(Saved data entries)
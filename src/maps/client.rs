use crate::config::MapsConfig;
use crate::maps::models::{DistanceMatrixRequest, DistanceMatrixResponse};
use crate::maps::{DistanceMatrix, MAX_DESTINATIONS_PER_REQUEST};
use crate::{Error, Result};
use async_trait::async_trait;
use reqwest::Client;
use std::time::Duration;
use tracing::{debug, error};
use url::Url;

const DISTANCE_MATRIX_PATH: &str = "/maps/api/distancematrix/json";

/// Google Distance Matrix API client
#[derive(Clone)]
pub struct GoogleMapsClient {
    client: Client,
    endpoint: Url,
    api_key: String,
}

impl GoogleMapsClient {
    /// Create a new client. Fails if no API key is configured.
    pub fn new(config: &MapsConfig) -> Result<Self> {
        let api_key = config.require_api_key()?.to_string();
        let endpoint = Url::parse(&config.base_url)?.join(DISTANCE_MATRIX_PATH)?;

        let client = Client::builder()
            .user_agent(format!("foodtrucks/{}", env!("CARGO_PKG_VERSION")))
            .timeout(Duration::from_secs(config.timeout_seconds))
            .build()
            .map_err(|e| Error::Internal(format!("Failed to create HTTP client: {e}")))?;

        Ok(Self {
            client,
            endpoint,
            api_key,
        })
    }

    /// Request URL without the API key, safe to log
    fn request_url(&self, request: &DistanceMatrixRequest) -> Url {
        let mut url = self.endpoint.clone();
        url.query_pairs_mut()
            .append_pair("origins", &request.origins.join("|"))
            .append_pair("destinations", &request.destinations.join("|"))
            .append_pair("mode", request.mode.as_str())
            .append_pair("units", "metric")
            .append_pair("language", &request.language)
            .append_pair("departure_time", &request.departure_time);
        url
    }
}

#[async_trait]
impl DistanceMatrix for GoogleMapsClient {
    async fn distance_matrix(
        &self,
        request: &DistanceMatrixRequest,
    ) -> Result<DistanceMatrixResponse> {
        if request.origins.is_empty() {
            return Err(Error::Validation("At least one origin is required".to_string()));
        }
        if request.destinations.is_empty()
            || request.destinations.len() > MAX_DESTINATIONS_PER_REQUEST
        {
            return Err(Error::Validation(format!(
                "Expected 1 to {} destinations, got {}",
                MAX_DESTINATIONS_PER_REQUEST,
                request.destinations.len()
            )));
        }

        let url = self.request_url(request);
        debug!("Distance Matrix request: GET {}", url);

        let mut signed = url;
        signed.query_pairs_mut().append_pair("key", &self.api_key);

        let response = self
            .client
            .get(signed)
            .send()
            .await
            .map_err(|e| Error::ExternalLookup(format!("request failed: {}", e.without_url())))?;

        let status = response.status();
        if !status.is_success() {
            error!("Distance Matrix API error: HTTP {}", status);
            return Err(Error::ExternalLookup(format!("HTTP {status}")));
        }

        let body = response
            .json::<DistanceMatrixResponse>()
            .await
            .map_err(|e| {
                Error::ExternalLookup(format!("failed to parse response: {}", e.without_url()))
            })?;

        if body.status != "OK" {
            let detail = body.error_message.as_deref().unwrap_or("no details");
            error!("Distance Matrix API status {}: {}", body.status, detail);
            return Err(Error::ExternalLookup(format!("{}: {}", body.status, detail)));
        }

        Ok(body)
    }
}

...

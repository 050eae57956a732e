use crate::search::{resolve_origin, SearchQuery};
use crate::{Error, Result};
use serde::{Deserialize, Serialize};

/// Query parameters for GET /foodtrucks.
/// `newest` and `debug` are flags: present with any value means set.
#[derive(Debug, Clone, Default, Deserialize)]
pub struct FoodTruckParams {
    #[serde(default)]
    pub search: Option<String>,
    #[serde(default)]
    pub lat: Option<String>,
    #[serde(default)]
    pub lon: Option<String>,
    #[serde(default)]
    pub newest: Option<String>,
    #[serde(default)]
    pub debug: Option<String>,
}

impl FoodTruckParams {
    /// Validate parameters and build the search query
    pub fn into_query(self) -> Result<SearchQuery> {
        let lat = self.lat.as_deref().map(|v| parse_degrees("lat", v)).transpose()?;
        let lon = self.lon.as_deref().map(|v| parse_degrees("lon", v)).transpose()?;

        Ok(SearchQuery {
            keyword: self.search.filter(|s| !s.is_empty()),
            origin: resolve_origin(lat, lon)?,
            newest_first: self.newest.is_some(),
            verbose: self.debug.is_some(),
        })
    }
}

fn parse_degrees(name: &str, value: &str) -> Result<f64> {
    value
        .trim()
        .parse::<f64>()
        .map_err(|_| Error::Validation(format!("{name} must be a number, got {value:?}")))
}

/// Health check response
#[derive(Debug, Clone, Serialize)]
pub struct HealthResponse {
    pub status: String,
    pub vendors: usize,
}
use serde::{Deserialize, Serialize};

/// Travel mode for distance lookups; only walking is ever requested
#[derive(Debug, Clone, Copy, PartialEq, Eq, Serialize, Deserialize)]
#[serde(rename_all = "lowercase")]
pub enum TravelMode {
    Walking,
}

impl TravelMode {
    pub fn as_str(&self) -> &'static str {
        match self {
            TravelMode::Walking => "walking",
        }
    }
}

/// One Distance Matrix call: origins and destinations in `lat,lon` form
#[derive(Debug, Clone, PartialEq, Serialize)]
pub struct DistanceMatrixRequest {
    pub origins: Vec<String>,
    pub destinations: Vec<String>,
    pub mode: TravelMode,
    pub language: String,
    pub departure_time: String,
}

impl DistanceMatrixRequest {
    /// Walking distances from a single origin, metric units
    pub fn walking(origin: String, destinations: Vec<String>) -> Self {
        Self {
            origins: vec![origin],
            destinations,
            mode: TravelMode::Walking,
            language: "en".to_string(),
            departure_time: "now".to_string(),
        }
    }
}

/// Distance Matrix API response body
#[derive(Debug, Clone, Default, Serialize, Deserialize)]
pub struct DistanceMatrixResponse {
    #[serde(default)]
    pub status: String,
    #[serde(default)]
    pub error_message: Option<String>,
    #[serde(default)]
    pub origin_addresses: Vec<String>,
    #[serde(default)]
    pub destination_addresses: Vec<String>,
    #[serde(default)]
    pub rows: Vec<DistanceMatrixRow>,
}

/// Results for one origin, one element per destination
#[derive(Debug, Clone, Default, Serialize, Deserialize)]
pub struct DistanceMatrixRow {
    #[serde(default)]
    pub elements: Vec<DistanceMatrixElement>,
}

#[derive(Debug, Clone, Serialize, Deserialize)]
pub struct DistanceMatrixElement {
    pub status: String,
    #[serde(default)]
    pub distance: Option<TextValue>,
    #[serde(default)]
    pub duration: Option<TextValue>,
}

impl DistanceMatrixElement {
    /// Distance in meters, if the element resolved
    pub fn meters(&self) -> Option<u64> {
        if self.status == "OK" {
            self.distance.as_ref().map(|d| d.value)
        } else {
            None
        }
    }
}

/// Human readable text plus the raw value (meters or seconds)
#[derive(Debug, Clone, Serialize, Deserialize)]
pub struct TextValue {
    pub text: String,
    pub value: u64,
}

--

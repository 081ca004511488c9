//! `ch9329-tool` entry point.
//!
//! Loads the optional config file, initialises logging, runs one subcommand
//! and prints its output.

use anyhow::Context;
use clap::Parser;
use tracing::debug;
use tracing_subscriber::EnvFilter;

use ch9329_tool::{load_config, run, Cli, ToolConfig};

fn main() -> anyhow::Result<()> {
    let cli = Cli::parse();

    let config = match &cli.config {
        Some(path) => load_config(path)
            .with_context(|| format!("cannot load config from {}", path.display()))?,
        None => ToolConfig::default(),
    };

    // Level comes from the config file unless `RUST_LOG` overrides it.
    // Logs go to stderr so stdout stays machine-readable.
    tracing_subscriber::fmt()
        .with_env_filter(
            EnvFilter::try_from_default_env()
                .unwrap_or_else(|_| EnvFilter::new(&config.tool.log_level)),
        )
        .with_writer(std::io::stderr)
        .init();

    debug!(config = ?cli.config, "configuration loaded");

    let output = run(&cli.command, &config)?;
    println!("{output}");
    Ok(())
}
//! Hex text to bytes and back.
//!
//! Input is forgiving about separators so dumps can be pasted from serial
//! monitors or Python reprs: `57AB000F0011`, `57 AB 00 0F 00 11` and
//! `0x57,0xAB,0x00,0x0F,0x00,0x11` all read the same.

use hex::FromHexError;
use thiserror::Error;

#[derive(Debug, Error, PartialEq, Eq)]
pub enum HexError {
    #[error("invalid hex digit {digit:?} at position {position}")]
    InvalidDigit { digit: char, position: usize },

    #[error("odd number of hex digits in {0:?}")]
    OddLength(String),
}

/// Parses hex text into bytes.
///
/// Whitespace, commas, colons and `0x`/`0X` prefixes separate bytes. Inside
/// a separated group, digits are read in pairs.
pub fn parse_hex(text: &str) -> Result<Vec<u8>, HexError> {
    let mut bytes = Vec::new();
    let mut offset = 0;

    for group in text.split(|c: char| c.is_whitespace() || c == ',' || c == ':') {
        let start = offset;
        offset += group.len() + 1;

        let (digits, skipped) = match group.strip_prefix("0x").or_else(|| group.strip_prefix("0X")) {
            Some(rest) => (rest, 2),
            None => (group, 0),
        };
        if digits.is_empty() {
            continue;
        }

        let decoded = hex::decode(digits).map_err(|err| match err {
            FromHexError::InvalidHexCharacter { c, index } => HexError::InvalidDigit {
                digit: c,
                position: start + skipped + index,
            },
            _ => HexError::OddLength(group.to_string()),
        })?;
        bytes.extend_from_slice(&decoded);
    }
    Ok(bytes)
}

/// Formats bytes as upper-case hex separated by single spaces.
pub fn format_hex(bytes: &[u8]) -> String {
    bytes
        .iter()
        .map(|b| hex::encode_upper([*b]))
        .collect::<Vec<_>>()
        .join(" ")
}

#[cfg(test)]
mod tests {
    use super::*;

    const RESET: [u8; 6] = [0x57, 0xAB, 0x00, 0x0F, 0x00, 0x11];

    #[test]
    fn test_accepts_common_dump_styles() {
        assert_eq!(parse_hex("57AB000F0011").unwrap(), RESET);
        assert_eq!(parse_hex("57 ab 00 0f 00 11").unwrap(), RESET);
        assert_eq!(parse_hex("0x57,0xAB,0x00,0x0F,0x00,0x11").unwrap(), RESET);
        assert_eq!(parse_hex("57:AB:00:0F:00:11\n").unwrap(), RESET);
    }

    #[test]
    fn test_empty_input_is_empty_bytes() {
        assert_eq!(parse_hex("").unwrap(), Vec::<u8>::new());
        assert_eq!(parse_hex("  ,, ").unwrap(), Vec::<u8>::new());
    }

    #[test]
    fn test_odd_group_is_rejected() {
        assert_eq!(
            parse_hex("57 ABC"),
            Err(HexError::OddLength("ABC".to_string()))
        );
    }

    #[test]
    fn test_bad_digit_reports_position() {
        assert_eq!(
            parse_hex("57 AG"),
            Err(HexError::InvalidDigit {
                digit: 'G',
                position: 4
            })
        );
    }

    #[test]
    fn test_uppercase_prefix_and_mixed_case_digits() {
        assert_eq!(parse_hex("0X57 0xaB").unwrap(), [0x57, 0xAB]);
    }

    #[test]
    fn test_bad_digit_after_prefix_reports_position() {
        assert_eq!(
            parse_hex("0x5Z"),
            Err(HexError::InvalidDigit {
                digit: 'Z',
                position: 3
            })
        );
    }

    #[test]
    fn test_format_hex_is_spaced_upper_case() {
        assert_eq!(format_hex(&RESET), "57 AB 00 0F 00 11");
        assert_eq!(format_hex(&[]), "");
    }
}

§ Work instruction
Filtering the entries above by the word "HTTP", copy each line that matches.

§ Task output
            .map_err(|e| Error::Internal(format!("Failed to create HTTP client: {e}")))?;
            error!("Distance Matrix API error: HTTP {}", status);
            return Err(Error::ExternalLookup(format!("HTTP {status}")));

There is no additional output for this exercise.